Network Effect by Martha Wells (The Murderbot Diaries, #5)
Murderbot returns in its highly-anticipated, first, full-length standalone novel.
You know that feeling when you’re at work, and you’ve had enough of people, and then the boss walks in with yet another job that needs to be done right this second or the world will end, but all you want to do is go home and binge your favorite shows? And you're a sentient murder machine programmed for destruction? Congratulations, you're Murderbot.
Come for the pew-pew space battles, stay for the most relatable A.I. you’ll read this century.
I’m usually alone in my head, and that’s where 90 plus percent of my problems are.
When Murderbot's human associates (not friends, never friends) are captured and another not-friend from its past requires urgent assistance, Murderbot must choose between inertia and drastic action.
Drastic action it is, then.
TITLE: Network Effect
AUTHOR: The Murderbot Diaries
LENGTH: 352 pages
GENRE: Science Fiction
Queer Rep Summary: Lesbian/Sapphic Minor Character(s), Bi/Pan Minor Character(s), Genderqueer/Nonbinary Main Character(s), Ace/Aro Main Character(s).
*I received a review copy as part of the 2021 Hugo voters packet.
NETWORK EFFECT finds Murderbot summoned to help various associates and not-friends who are in danger and in need of help, with lots of Targets to shoot and interfaces to hack.

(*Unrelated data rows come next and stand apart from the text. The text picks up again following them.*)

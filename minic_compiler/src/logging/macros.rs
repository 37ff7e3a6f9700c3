//! Type-safe logging macros using Code types with Display support
//!
//! These write to the optional global `LoggingService`. When the driver has
//! not initialized one they are no-ops, so library callers stay silent.

// ============================================================================
// ERROR LOGGING MACROS
// ============================================================================

/// Log error with Code type - accepts Display types for context values
#[macro_export]
macro_rules! log_error {
    ($code:expr, $message:expr) => {
        $crate::logging::log_error_with_context($code, $message, None, vec![])
    };

    ($code:expr, $message:expr, span = $span:expr) => {
        $crate::logging::log_error_with_context($code, $message, Some($span), vec![])
    };

    ($code:expr, $message:expr, $($key:expr => $value:expr),+) => {
        {
            let context_strings: Vec<(&str, String)> = vec![$(($key, format!("{}", $value))),+];
            let context_refs: Vec<(&str, &str)> = context_strings.iter()
                .map(|(k, v)| (*k, v.as_str()))
                .collect();
            $crate::logging::log_error_with_context($code, $message, None, context_refs)
        }
    };

    ($code:expr, $message:expr, span = $span:expr, $($key:expr => $value:expr),+) => {
        {
            let context_strings: Vec<(&str, String)> = vec![$(($key, format!("{}", $value))),+];
            let context_refs: Vec<(&str, &str)> = context_strings.iter()
                .map(|(k, v)| (*k, v.as_str()))
                .collect();
            $crate::logging::log_error_with_context($code, $message, Some($span), context_refs)
        }
    };
}

// ============================================================================
// SUCCESS LOGGING MACROS
// ============================================================================

/// Log success with Code type - accepts Display types for context values
#[macro_export]
macro_rules! log_success {
    ($code:expr, $message:expr) => {
        $crate::logging::log_success_with_context($code, $message, vec![])
    };

    ($code:expr, $message:expr, $($key:expr => $value:expr),+) => {
        {
            let context_strings: Vec<(&str, String)> = vec![$(($key, format!("{}", $value))),+];
            let context_refs: Vec<(&str, &str)> = context_strings.iter()
                .map(|(k, v)| (*k, v.as_str()))
                .collect();
            $crate::logging::log_success_with_context($code, $message, context_refs)
        }
    };
}

// ============================================================================
// INFO LOGGING MACROS
// ============================================================================

/// Log informational message - accepts Display types for context values
#[macro_export]
macro_rules! log_info {
    ($message:expr) => {
        $crate::logging::log_info_with_context($message, vec![])
    };

    ($message:expr, $($key:expr => $value:expr),+) => {
        {
            let context_strings: Vec<(&str, String)> = vec![$(($key, format!("{}", $value))),+];
            let context_refs: Vec<(&str, &str)> = context_strings.iter()
                .map(|(k, v)| (*k, v.as_str()))
                .collect();
            $crate::logging::log_info_with_context($message, context_refs)
        }
    };
}

// ============================================================================
// DEBUG LOGGING MACROS
// ============================================================================

/// Log debug message - accepts Display types for context values
#[macro_export]
macro_rules! log_debug {
    ($message:expr) => {
        {
            if let Some(logger) = $crate::logging::try_get_global_logger() {
                if logger.should_log($crate::logging::LogLevel::Debug) {
                    let event = $crate::logging::with_current_file(
                        $crate::logging::LogEvent::debug($message),
                    );
                    logger.log_event(event);
                }
            }
        }
    };

    ($message:expr, $($key:expr => $value:expr),+) => {
        {
            if let Some(logger) = $crate::logging::try_get_global_logger() {
                if logger.should_log($crate::logging::LogLevel::Debug) {
                    let mut event = $crate::logging::LogEvent::debug($message);
                    $(
                        event = event.with_context($key, &format!("{}", $value));
                    )+
                    logger.log_event($crate::logging::with_current_file(event));
                }
            }
        }
    };
}

#[cfg(test)]
mod tests {
    use crate::logging::codes;

    #[test]
    fn test_macros_are_silent_without_global_logger() {
        let token_count: usize = 12;
        let path = std::path::PathBuf::from("hello.c");

        log_error!(codes::syntax::UNKNOWN_TYPE, "unknown type 'char'",
            "token" => 3,
            "lexeme" => "char"
        );
        log_success!(codes::success::TOKENIZATION_COMPLETE, "Tokenization completed",
            "tokens" => token_count
        );
        log_info!("Compiling file", "path" => path.display());
        log_debug!("Cursor state", "position" => 4, "at_end" => false);
    }
}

As the first full novel in the series, Network Effect handles the transition from novella to novel beautifully. It expands the scope and feel of the characters while still keeping things connected to the earlier books. My favorite thing was the addition of new point of view characters, it was strange but cool to get perspectives other than Murderbot, especially since they have some very specific similarities while obviously being distinct characters. Murderbot itself was delightful as always, it’s really grown throughout the series in terms of relating to other entities and figuring out what it wants, slowly becoming proactive rather than reacting against what it was ordered to do before. As usual for Murderbot there’s danger, rescues and heist things, which were all great. It really feels like a longer version of a Murderbot book, which is perfect.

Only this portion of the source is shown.